= House of Namur =

The House of Namur was a Lotharingian noble family, coming from Berengar, count of the Lommegau. He later became Count of Namur, when the county of Lommegau was renamed to the County of Namur. He married a sister of Giselbert, Duke of Lotharingia, from the House of Reginar.

Coat of arms of the Count of Namur.

Vita Gerardi abbatis Broniensis states that the descendants of Berengar continued to hold the county of Namur, but the relationship between Berengar and his successor Robert I is not known. Some think that Robert is a grandson of Berengar by his mother, others speak of a nephew.

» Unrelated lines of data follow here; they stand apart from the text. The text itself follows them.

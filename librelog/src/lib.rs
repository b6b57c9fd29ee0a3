//! librelog - authenticated log ingestion and retrieval over SlateDB.
//!
//! Clients push JSON envelopes (`{"log_set": ..., "data": ...}`) over a
//! WebSocket or a plain POST. Each accepted message becomes a [`LogRecord`]
//! stamped with a server receipt time and stored in a partition keyed by
//! `(owner, logset)`. Records are read back newest first, either a page at a
//! time through [`query_logs`] or in full through [`export_logset`], which
//! streams JSON or CSV without holding the logset in memory.
//!
//! # Architecture
//!
//! All state lives in one ordered key-value store. Record keys end in an
//! inverted receipt timestamp, so a forward scan of a partition yields the
//! newest record first and a time range maps to a single contiguous key
//! range. Receipt times come from a monotonic clock whose high-water mark is
//! persisted with every write, which keeps them unique across restarts even
//! when the wall clock steps backwards.
//!
//! Tokens are never stored. The store keeps a SHA-256 digest of each token
//! and [`CredentialGate::authenticate`] resolves a presented token to the
//! [`OwnerId`] that every read and write is scoped by.
//!
//! # Example
//!
//! ```ignore
//! use bytes::Bytes;
//! use librelog::{Config, LogDb, LogRead, OwnerId, RangeQuery};
//!
//! let log = LogDb::open(Config::default()).await?;
//! let issued = log.credentials().issue(OwnerId::generate(), "ci").await?;
//! let owner = log.credentials().authenticate(&issued.token).await?;
//!
//! log.append(&owner, "app", Bytes::from(r#"{"msg":"hi"}"#)).await?;
//! let records = log.range_query(&owner, "app", &RangeQuery::latest(10)?).await?;
//! ```

mod catalog;
mod config;
mod credentials;
mod error;
mod export;
mod log;
mod model;
mod query;
mod reader;
mod receipt;
mod serde;
#[cfg(feature = "http-server")]
pub mod server;
mod storage;

pub use config::{Config, WriteOptions};
pub use credentials::{CredentialGate, token_digest};
pub use error::{Error, Result};
pub use export::{
    DataView, EXPORT_PAGE_SIZE, ExportChunk, ExportFormat, ExportStream, PageCursor, RecordView,
    export_logset, export_stream,
};
pub use log::LogDb;
pub use model::{ApiKey, IssuedToken, LogRecord, Logset, OwnerId, format_timestamp};
pub use query::{QueryParams, parse_timestamp, query_logs};
pub use reader::{DEFAULT_LIMIT, LogRead, MAX_LIMIT, RangeQuery};
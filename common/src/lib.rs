//! Storage building blocks shared by librelog services.
//!
//! The crate exposes a small key-value [`Storage`] abstraction with two
//! backends (in-memory and SlateDB), the configuration that selects between
//! them, an injectable [`Clock`], and order-preserving key encoding helpers.

pub mod clock;
pub mod serde;
pub mod storage;
pub mod util;

pub use clock::Clock;
pub use storage::config::StorageConfig;
pub use storage::{
    Record, RecordOp, Storage, StorageError, StorageIterator, StorageRead, StorageResult,
    WriteOptions,
};
pub use util::BytesRange;
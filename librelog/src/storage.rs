//! Log-specific storage wrapper.
//!
//! [`LogStorage`] wraps the generic storage trait with typed accessors for
//! log records, logset metadata, credentials and the receipt watermark.

use std::sync::Arc;

use bytes::Bytes;
use common::{BytesRange, Record, RecordOp, Storage};

use crate::config::WriteOptions;
use crate::error::Result;
use crate::model::{LogRecord, OwnerId, datetime_from_micros};
use crate::serde::{
    CredentialKey, CredentialValue, Digest, LogRecordKey, LogsetMetaKey, LogsetMetaValue,
    OwnerCredentialKey, RECEIPT_WATERMARK_KEY, deserialize_watermark,
};

#[derive(Clone)]
pub(crate) struct LogStorage {
    storage: Arc<dyn Storage>,
}

impl LogStorage {
    pub(crate) fn new(storage: Arc<dyn Storage>) -> Self {
        Self { storage }
    }

    /// Writes a batch atomically.
    pub(crate) async fn apply(&self, ops: Vec<RecordOp>, options: WriteOptions) -> Result<()> {
        if ops.is_empty() {
            return Ok(());
        }
        self.storage.apply_with_options(ops, options.into()).await?;
        Ok(())
    }

    pub(crate) async fn get(&self, key: Bytes) -> Result<Option<Record>> {
        Ok(self.storage.get(key).await?)
    }

    /// Reads the last receipt timestamp handed out, if any record was ever written.
    pub(crate) async fn get_watermark(&self) -> Result<Option<i64>> {
        match self.get(Bytes::from_static(&RECEIPT_WATERMARK_KEY)).await? {
            Some(record) => Ok(Some(deserialize_watermark(&record.value)?)),
            None => Ok(None),
        }
    }

    /// Scans up to `limit` records of one partition, newest first.
    ///
    /// `before_micros` and `after_micros` are exclusive bounds on the receipt time.
    pub(crate) async fn scan_records(
        &self,
        owner: &OwnerId,
        logset: &str,
        before_micros: Option<i64>,
        after_micros: Option<i64>,
        limit: usize,
    ) -> Result<Vec<LogRecord>> {
        let range =
            LogRecordKey::scan_range(owner, logset.as_bytes(), before_micros, after_micros);
        if range.is_empty() || limit == 0 {
            return Ok(Vec::new());
        }

        let mut iter = self.storage.scan_iter(range).await?;
        let mut records = Vec::with_capacity(limit.min(1024));
        while records.len() < limit {
            let Some(record) = iter.next().await? else {
                break;
            };
            let key = LogRecordKey::deserialize(&record.key)?;
            records.push(LogRecord {
                owner: key.owner,
                logset: logset.to_string(),
                received_at: datetime_from_micros(key.received_micros)?,
                payload: record.value,
            });
        }
        Ok(records)
    }

    /// Returns up to `batch` record keys of a partition received strictly
    /// before `before_micros`, newest first. Empty once none remain.
    pub(crate) async fn record_keys(
        &self,
        owner: &OwnerId,
        logset: &str,
        before_micros: Option<i64>,
        batch: usize,
    ) -> Result<Vec<Bytes>> {
        let range = LogRecordKey::scan_range(owner, logset.as_bytes(), before_micros, None);
        if range.is_empty() {
            return Ok(Vec::new());
        }
        let mut iter = self.storage.scan_iter(range).await?;
        let mut keys = Vec::new();
        while keys.len() < batch {
            let Some(record) = iter.next().await? else {
                break;
            };
            keys.push(record.key);
        }
        Ok(keys)
    }

    pub(crate) async fn get_logset(
        &self,
        owner: &OwnerId,
        logset: &str,
    ) -> Result<Option<LogsetMetaValue>> {
        let key = LogsetMetaKey::new(*owner, Bytes::copy_from_slice(logset.as_bytes()));
        match self.get(key.serialize()).await? {
            Some(record) => Ok(Some(LogsetMetaValue::deserialize(&record.value)?)),
            None => Ok(None),
        }
    }

    /// Lists an owner's logsets ordered by id.
    pub(crate) async fn scan_logsets(
        &self,
        owner: &OwnerId,
    ) -> Result<Vec<(LogsetMetaKey, LogsetMetaValue)>> {
        self.scan_decoded(LogsetMetaKey::scan_owner(owner), |record| {
            Ok((
                LogsetMetaKey::deserialize(&record.key)?,
                LogsetMetaValue::deserialize(&record.value)?,
            ))
        })
        .await
    }

    pub(crate) async fn get_credential(&self, digest: &Digest) -> Result<Option<CredentialValue>> {
        match self.get(CredentialKey::new(*digest).serialize()).await? {
            Some(record) => Ok(Some(CredentialValue::deserialize(&record.value)?)),
            None => Ok(None),
        }
    }

    pub(crate) async fn scan_owner_credentials(
        &self,
        owner: &OwnerId,
    ) -> Result<Vec<(OwnerCredentialKey, CredentialValue)>> {
        self.scan_decoded(OwnerCredentialKey::scan_owner(owner), |record| {
            Ok((
                OwnerCredentialKey::deserialize(&record.key)?,
                CredentialValue::deserialize(&record.value)?,
            ))
        })
        .await
    }

    async fn scan_decoded<T>(
        &self,
        range: BytesRange,
        decode: impl Fn(Record) -> Result<T>,
    ) -> Result<Vec<T>> {
        let mut iter = self.storage.scan_iter(range).await?;
        let mut out = Vec::new();
        while let Some(record) = iter.next().await? {
            out.push(decode(record)?);
        }
        Ok(out)
    }

    pub(crate) async fn close(&self) -> Result<()> {
        self.storage.close().await?;
        Ok(())
    }
}

#[cfg(test)]
mod tests {
    use std::sync::atomic::{AtomicUsize, Ordering};

    use async_trait::async_trait;
    use common::storage::in_memory::InMemoryStorage;
    use common::{StorageIterator, StorageRead, StorageResult};

    use super::*;
    use crate::serde::serialize_watermark;

    fn storage() -> LogStorage {
        LogStorage::new(Arc::new(InMemoryStorage::new()))
    }

    /// Counts records handed out by scan iterators.
    struct CountingStorage {
        inner: InMemoryStorage,
        pulled: Arc<AtomicUsize>,
    }

    struct CountingIterator {
        inner: Box<dyn StorageIterator + Send + 'static>,
        pulled: Arc<AtomicUsize>,
    }

    #[async_trait]
    impl StorageIterator for CountingIterator {
        async fn next(&mut self) -> StorageResult<Option<Record>> {
            let record = self.inner.next().await?;
            if record.is_some() {
                self.pulled.fetch_add(1, Ordering::SeqCst);
            }
            Ok(record)
        }
    }

    #[async_trait]
    impl StorageRead for CountingStorage {
        async fn get(&self, key: Bytes) -> StorageResult<Option<Record>> {
            self.inner.get(key).await
        }

        async fn scan_iter(
            &self,
            range: BytesRange,
        ) -> StorageResult<Box<dyn StorageIterator + Send + 'static>> {
            Ok(Box::new(CountingIterator {
                inner: self.inner.scan_iter(range).await?,
                pulled: Arc::clone(&self.pulled),
            }))
        }
    }

    #[async_trait]
    impl Storage for CountingStorage {
        async fn apply_with_options(
            &self,
            ops: Vec<RecordOp>,
            options: common::WriteOptions,
        ) -> StorageResult<()> {
            self.inner.apply_with_options(ops, options).await
        }

        async fn close(&self) -> StorageResult<()> {
            Ok(())
        }
    }

    fn put(key: Bytes, value: &'static str) -> RecordOp {
        RecordOp::Put(Record::new(key, Bytes::from_static(value.as_bytes())))
    }

    #[tokio::test]
    async fn should_return_none_watermark_for_empty_store() {
        let storage = storage();
        assert_eq!(storage.get_watermark().await.unwrap(), None);
    }

    #[tokio::test]
    async fn should_read_back_watermark() {
        // given
        let storage = storage();
        let op = RecordOp::Put(Record::new(
            Bytes::from_static(&RECEIPT_WATERMARK_KEY),
            serialize_watermark(1234),
        ));

        // when
        storage.apply(vec![op], WriteOptions::default()).await.unwrap();

        // then
        assert_eq!(storage.get_watermark().await.unwrap(), Some(1234));
    }

    #[tokio::test]
    async fn should_scan_records_newest_first_up_to_limit() {
        // given
        let storage = storage();
        let owner = OwnerId::generate();
        let ops = (1..=5)
            .map(|micros| {
                let key = LogRecordKey::new(owner, Bytes::from("app"), micros).serialize();
                put(key, "{}")
            })
            .collect();
        storage.apply(ops, WriteOptions::default()).await.unwrap();

        // when
        let records = storage
            .scan_records(&owner, "app", None, None, 3)
            .await
            .unwrap();

        // then
        let micros: Vec<_> = records
            .iter()
            .map(|r| r.received_at.timestamp_micros())
            .collect();
        assert_eq!(micros, vec![5, 4, 3]);
    }

    #[tokio::test]
    async fn should_scan_nothing_for_inverted_bounds() {
        // given
        let storage = storage();
        let owner = OwnerId::generate();
        let key = LogRecordKey::new(owner, Bytes::from("app"), 10).serialize();
        storage
            .apply(vec![put(key, "{}")], WriteOptions::default())
            .await
            .unwrap();

        // when
        let records = storage
            .scan_records(&owner, "app", Some(5), Some(20), 100)
            .await
            .unwrap();

        // then
        assert!(records.is_empty());
    }

    #[tokio::test]
    async fn should_not_read_past_limit() {
        // given
        let pulled = Arc::new(AtomicUsize::new(0));
        let storage = LogStorage::new(Arc::new(CountingStorage {
            inner: InMemoryStorage::new(),
            pulled: Arc::clone(&pulled),
        }));
        let owner = OwnerId::generate();
        let ops = (1..=2000)
            .map(|micros| {
                let key = LogRecordKey::new(owner, Bytes::from("app"), micros).serialize();
                put(key, "{}")
            })
            .collect();
        storage.apply(ops, WriteOptions::default()).await.unwrap();

        // when
        let records = storage
            .scan_records(&owner, "app", None, None, 1)
            .await
            .unwrap();

        // then
        assert_eq!(records.len(), 1);
        assert_eq!(records[0].received_at.timestamp_micros(), 2000);
        assert_eq!(pulled.load(Ordering::SeqCst), 1);
    }

    #[tokio::test]
    async fn should_list_record_keys_below_cutoff() {
        // given
        let storage = storage();
        let owner = OwnerId::generate();
        let ops = (1..=5)
            .map(|micros| {
                let key = LogRecordKey::new(owner, Bytes::from("app"), micros).serialize();
                put(key, "{}")
            })
            .collect();
        storage.apply(ops, WriteOptions::default()).await.unwrap();

        // when
        let keys = storage
            .record_keys(&owner, "app", Some(4), 10)
            .await
            .unwrap();

        // then
        let micros: Vec<_> = keys
            .iter()
            .map(|k| LogRecordKey::deserialize(k).unwrap().received_micros)
            .collect();
        assert_eq!(micros, vec![3, 2, 1]);
    }
}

His son Albert I, Count of Namur, was father of Albert II, Count of Namur. The latter gave Durbuy to his second son and Namur to his first son Albert III, Count of Namur, who married Ida from the House of Billung, heiress of La Roche-en-Ardenne. His son Godfrey I, Count of Namur married Ermesinde from the House of Ardennes-Luxembourg, daughter of Conrad I, Count of Luxembourg.

Son of the above was Henry the Blind, Count of Namur, La Roche, Durbuy and, as Henry IV, of Luxembourg. His daughter Ermesinde inherited the counties of La Roche, Durbuy and Luxembourg, while his nephew Baldwin V, Count of Hainaut inherited Namur.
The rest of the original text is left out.